The world’s leading publication for data science, AI, and ML professionals.

Upgrade Your Beginner NLP Project with BERT

Deep learning doesn't have to be complex.

Photo by Brett Jordan on Unsplash
Photo by Brett Jordan on Unsplash

Introduction

When I first started learning Data Science and looking at projects, I thought you could either do a Deep Learning or regular project. This is not the case.

With powerful models becoming more and more accessible, we can easily leverage some of the power of deep learning without having to optimize a neural network or use a GPU.

In this post, we are going to look at embeddings. This is the way Deep Learning models represent words as vectors. We can part of the model to generate embeddings and fit a regular (scikit-learn) model on top to get some really incredible results!

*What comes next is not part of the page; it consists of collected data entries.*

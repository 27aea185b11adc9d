// Copyright (c) 2023 The Bytecoin Developers

//! Output scanning APDUs
//!
//! Hosts submit batches of output public keys, receiving each key
//! multiplied by the wallet view secret for output recognition.

use curve25519_dalek::edwards::CompressedEdwardsY;
use encdec::{DecodeOwned, Encode};
use heapless::Vec;

use super::{ApduError, ApduStatic, Instruction, BCN_APDU_CLA, MAX_SCAN_OUTPUTS};

/// Batch of points for scan requests and responses
pub type ScanPoints = Vec<CompressedEdwardsY, MAX_SCAN_OUTPUTS>;

/// Scan outputs request APDU
///
/// ## Encoding:
/// ```text
///  0                   1                   2                   3
///  0 1 2 3 4 5 6 7 8 9 0 1 2 3 4 5 6 7 8 9 0 1 2 3 4 5 6 7 8 9 0 1
/// +-+-+-+-+-+-+-+-+-+-+-+-+-+-+-+-+-+-+-+-+-+-+-+-+-+-+-+-+-+-+-+-+
/// |     COUNT     |                                               |
/// +-+-+-+-+-+-+-+-+                                               +
/// /                   OUTPUT_PUBLIC_KEYS[COUNT]                   /
/// /                  (32-byte Ed25519 points)                     /
/// +-+-+-+-+-+-+-+-+-+-+-+-+-+-+-+-+-+-+-+-+-+-+-+-+-+-+-+-+-+-+-+-+
/// ```
#[derive(Clone, PartialEq, Debug, Default)]
pub struct ScanOutputsReq {
    pub output_keys: ScanPoints,
}

impl ScanOutputsReq {
    /// Create a new [ScanOutputsReq] from a slice of output keys
    pub fn new(output_keys: &[CompressedEdwardsY]) -> Result<Self, ApduError> {
        Vec::from_slice(output_keys)
            .map(|output_keys| Self { output_keys })
            .map_err(|_| ApduError::InvalidLength)
    }
}

impl ApduStatic for ScanOutputsReq {
    const CLA: u8 = BCN_APDU_CLA;
    const INS: u8 = Instruction::ScanOutputs as u8;
}

/// Scan outputs response APDU, containing `output_key * view_secret`
/// for each requested key (same encoding as [ScanOutputsReq])
#[derive(Clone, PartialEq, Debug, Default)]
pub struct ScanOutputsResp {
    pub results: ScanPoints,
}

impl ScanOutputsResp {
    /// Create a new [ScanOutputsResp] from scanned points
    pub fn new(results: ScanPoints) -> Self {
        Self { results }
    }
}

fn encode_points(points: &[CompressedEdwardsY], buff: &mut [u8]) -> Result<usize, ApduError> {
    if buff.len() < 1 + points.len() * 32 {
        return Err(ApduError::InvalidLength);
    }

    buff[0] = points.len() as u8;
    let mut index = 1;

    for p in points {
        buff[index..][..32].copy_from_slice(p.as_bytes());
        index += 32;
    }

    Ok(index)
}

fn decode_points(buff: &[u8]) -> Result<(ScanPoints, usize), ApduError> {
    let n = match buff.first() {
        Some(v) => *v as usize,
        None => return Err(ApduError::InvalidLength),
    };

    if n > MAX_SCAN_OUTPUTS || buff.len() < 1 + n * 32 {
        return Err(ApduError::InvalidLength);
    }

    let mut points = ScanPoints::new();
    let mut index = 1;

    for _ in 0..n {
        let mut d = [0u8; 32];
        d.copy_from_slice(&buff[index..][..32]);
        index += 32;

        points
            .push(CompressedEdwardsY(d))
            .map_err(|_| ApduError::InvalidLength)?;
    }

    Ok((points, index))
}

impl Encode for ScanOutputsReq {
    type Error = ApduError;

    fn encode_len(&self) -> Result<usize, ApduError> {
        Ok(1 + self.output_keys.len() * 32)
    }

    fn encode(&self, buff: &mut [u8]) -> Result<usize, ApduError> {
        encode_points(&self.output_keys, buff)
    }
}

impl DecodeOwned for ScanOutputsReq {
    type Output = Self;
    type Error = ApduError;

    fn decode_owned(buff: &[u8]) -> Result<(Self, usize), ApduError> {
        let (output_keys, n) = decode_points(buff)?;
        Ok((Self { output_keys }, n))
    }
}

impl Encode for ScanOutputsResp {
    type Error = ApduError;

    fn encode_len(&self) -> Result<usize, ApduError> {
        Ok(1 + self.results.len() * 32)
    }

    fn encode(&self, buff: &mut [u8]) -> Result<usize, ApduError> {
        encode_points(&self.results, buff)
    }
}

impl DecodeOwned for ScanOutputsResp {
    type Output = Self;
    type Error = ApduError;

    fn decode_owned(buff: &[u8]) -> Result<(Self, usize), ApduError> {
        let (results, n) = decode_points(buff)?;
        Ok((Self { results }, n))
    }
}

#[cfg(test)]
mod test {
    use encdec::Decode;
    use rand::random;

    use super::*;
    use crate::test::encode_decode_apdu;

    #[test]
    fn encode_decode_scan() {
        let keys: [CompressedEdwardsY; MAX_SCAN_OUTPUTS] =
            core::array::from_fn(|_| CompressedEdwardsY(random()));
        let apdu = ScanOutputsReq::new(&keys).unwrap();

        let mut buff = [0u8; 256];
        let n = encode_decode_apdu(&mut buff, &apdu);

        assert_eq!(n, 1 + 7 * 32);
    }

    #[test]
    fn reject_oversized_batch() {
        let keys = [CompressedEdwardsY([0u8; 32]); MAX_SCAN_OUTPUTS + 1];
        assert_eq!(ScanOutputsReq::new(&keys), Err(ApduError::InvalidLength));

        let mut buff = [0u8; 1 + 8 * 32];
        buff[0] = 8;
        assert_eq!(
            ScanOutputsResp::decode(&buff).err(),
            Some(ApduError::InvalidLength)
        );
    }
}
// Copyright (c) 2023 The Bytecoin Developers

/// encdec helper module for big-endian u32 fields
pub(crate) mod be32 {
    use byteorder::{BigEndian, ByteOrder};
    use ledger_proto::ApduError;

    pub fn enc(v: &u32, buff: &mut [u8]) -> Result<usize, ApduError> {
        if buff.len() < 4 {
            return Err(ApduError::InvalidLength);
        }

        BigEndian::write_u32(buff, *v);

        Ok(4)
    }

    pub fn enc_len(_v: &u32) -> Result<usize, ApduError> {
        Ok(4)
    }

    pub fn dec(buff: &[u8]) -> Result<(u32, usize), ApduError> {
        if buff.len() < 4 {
            return Err(ApduError::InvalidLength);
        }

        Ok((BigEndian::read_u32(buff), 4))
    }
}

/// encdec helper module for big-endian u64 fields
pub(crate) mod be64 {
    use byteorder::{BigEndian, ByteOrder};
    use ledger_proto::ApduError;

    pub fn enc(v: &u64, buff: &mut [u8]) -> Result<usize, ApduError> {
        if buff.len() < 8 {
            return Err(ApduError::InvalidLength);
        }

        BigEndian::write_u64(buff, *v);

        Ok(8)
    }

    pub fn enc_len(_v: &u64) -> Result<usize, ApduError> {
        Ok(8)
    }

    pub fn dec(buff: &[u8]) -> Result<(u64, usize), ApduError> {
        if buff.len() < 8 {
            return Err(ApduError::InvalidLength);
        }

        Ok((BigEndian::read_u64(buff), 8))
    }
}

/// encdec helper module for boolean flags (single byte, non-zero is true)
pub(crate) mod flag {
    use ledger_proto::ApduError;

    pub fn enc(v: &bool, buff: &mut [u8]) -> Result<usize, ApduError> {
        if buff.is_empty() {
            return Err(ApduError::InvalidLength);
        }

        buff[0] = *v as u8;

        Ok(1)
    }

    pub fn enc_len(_v: &bool) -> Result<usize, ApduError> {
        Ok(1)
    }

    pub fn dec(buff: &[u8]) -> Result<(bool, usize), ApduError> {
        match buff.first() {
            Some(v) => Ok((*v != 0, 1)),
            None => Err(ApduError::InvalidLength),
        }
    }
}

/// encdec helper module for scalars (32-byte little-endian)
pub(crate) mod scalar {
    use curve25519_dalek::scalar::Scalar;
    use ledger_proto::ApduError;

    pub fn enc(s: &Scalar, buff: &mut [u8]) -> Result<usize, ApduError> {
        let d = s.to_bytes();

        if buff.len() < d.len() {
            return Err(ApduError::InvalidLength);
        }

        buff[..d.len()].copy_from_slice(&d);

        Ok(d.len())
    }

    pub fn enc_len(_s: &Scalar) -> Result<usize, ApduError> {
        Ok(32)
    }

    pub fn dec(buff: &[u8]) -> Result<(Scalar, usize), ApduError> {
        let mut d = [0u8; 32];

        if buff.len() < d.len() {
            return Err(ApduError::InvalidLength);
        }

        d.copy_from_slice(&buff[..32]);

        let s = Scalar::from_bytes_mod_order(d);

        Ok((s, d.len()))
    }
}

/// encdec helper module for compressed points.
///
/// Points are not validated here, decompression is left to the engine.
pub(crate) mod pt {
    use curve25519_dalek::edwards::CompressedEdwardsY;
    use ledger_proto::ApduError;

    pub fn enc(p: &CompressedEdwardsY, buff: &mut [u8]) -> Result<usize, ApduError> {
        let d = p.as_bytes();

        if buff.len() < d.len() {
            return Err(ApduError::InvalidLength);
        }

        buff[..d.len()].copy_from_slice(&d[..]);

        Ok(d.len())
    }

    pub fn enc_len(_p: &CompressedEdwardsY) -> Result<usize, ApduError> {
        Ok(32)
    }

    pub fn dec(buff: &[u8]) -> Result<(CompressedEdwardsY, usize), ApduError> {
        let mut d = [0u8; 32];

        if buff.len() < d.len() {
            return Err(ApduError::InvalidLength);
        }

        d.copy_from_slice(&buff[..32]);

        Ok((CompressedEdwardsY(d), 32))
    }
}

/// encdec helper module for fixed length byte arrays (hashes, encrypted scalars)
pub(crate) mod arr {
    use ledger_proto::ApduError;

    pub fn enc<const N: usize>(d: &[u8; N], buff: &mut [u8]) -> Result<usize, ApduError> {
        if buff.len() < d.len() {
            return Err(ApduError::InvalidLength);
        }

        buff[..d.len()].copy_from_slice(&d[..]);

        Ok(d.len())
    }

    pub fn enc_len<const N: usize>(d: &[u8; N]) -> Result<usize, ApduError> {
        Ok(d.len())
    }

    pub fn dec<const N: usize>(buff: &[u8]) -> Result<([u8; N], usize), ApduError> {
        if buff.len() < N {
            return Err(ApduError::InvalidLength);
        }

        let mut d = [0u8; N];
        d.copy_from_slice(&buff[..N]);

        Ok((d, N))
    }
}

/// Length-prefixed blob helpers, for manual [`encdec`] implementations
pub(crate) mod blob {
    use ledger_proto::ApduError;

    use crate::MAX_DATA_LEN;

    /// Write a `u8` length prefix followed by `data`
    pub fn enc(data: &[u8], buff: &mut [u8]) -> Result<usize, ApduError> {
        if data.len() > MAX_DATA_LEN || buff.len() < data.len() + 1 {
            return Err(ApduError::InvalidLength);
        }

        buff[0] = data.len() as u8;
        buff[1..][..data.len()].copy_from_slice(data);

        Ok(1 + data.len())
    }

    pub fn enc_len(data: &[u8]) -> usize {
        1 + data.len()
    }

    /// Read a `u8` length prefix and the following data
    pub fn dec(buff: &[u8]) -> Result<(&[u8], usize), ApduError> {
        let len = match buff.first() {
            Some(v) => *v as usize,
            None => return Err(ApduError::InvalidLength),
        };

        if len > MAX_DATA_LEN || buff.len() < len + 1 {
            return Err(ApduError::InvalidLength);
        }

        Ok((&buff[1..][..len], 1 + len))
    }
}

/// Secret material blob followed by a big-endian address index,
/// shared by key image and input signing requests
pub(crate) mod secret {
    use byteorder::{BigEndian, ByteOrder};
    use ledger_proto::ApduError;

    use super::blob;

    pub fn enc(data: &[u8], address_index: u32, buff: &mut [u8]) -> Result<usize, ApduError> {
        let mut index = blob::enc(data, buff)?;

        if buff.len() < index + 4 {
            return Err(ApduError::InvalidLength);
        }

        BigEndian::write_u32(&mut buff[index..], address_index);
        index += 4;

        Ok(index)
    }

    pub fn enc_len(data: &[u8]) -> usize {
        blob::enc_len(data) + 4
    }

    pub fn dec(buff: &[u8]) -> Result<(&[u8], u32, usize), ApduError> {
        let (data, mut index) = blob::dec(buff)?;

        if buff.len() < index + 4 {
            return Err(ApduError::InvalidLength);
        }

        let address_index = BigEndian::read_u32(&buff[index..]);
        index += 4;

        Ok((data, address_index, index))
    }
}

I’m going to explain each method individually, using graphs to represent why it works and show how to implement these techniques in Python.

Table of Contents

Prerequisites

  • You should understand the basics of Machine Learning.
  • To get the most out of this, you should know How To fit models in scikit-learn and already have a dataset suitable for NLP.
  • This tutorial is ideal for someone who already has an NLP project and is looking to upgrade it and get a taste for Deep Learning.
  • Each model in this article increases in complexity. This article will explain the fundamentals and how to use the technology but you might want to visit some of the links provided to fully understand the concepts.

Dataset

To illustrate each model, we’re going to use the Kaggle NLP with Disaster Tweets dataset. This is around 10,000 Tweets that have been selected based on keywords (eg ablaze) then tagged for whether they or not they are about a real disaster.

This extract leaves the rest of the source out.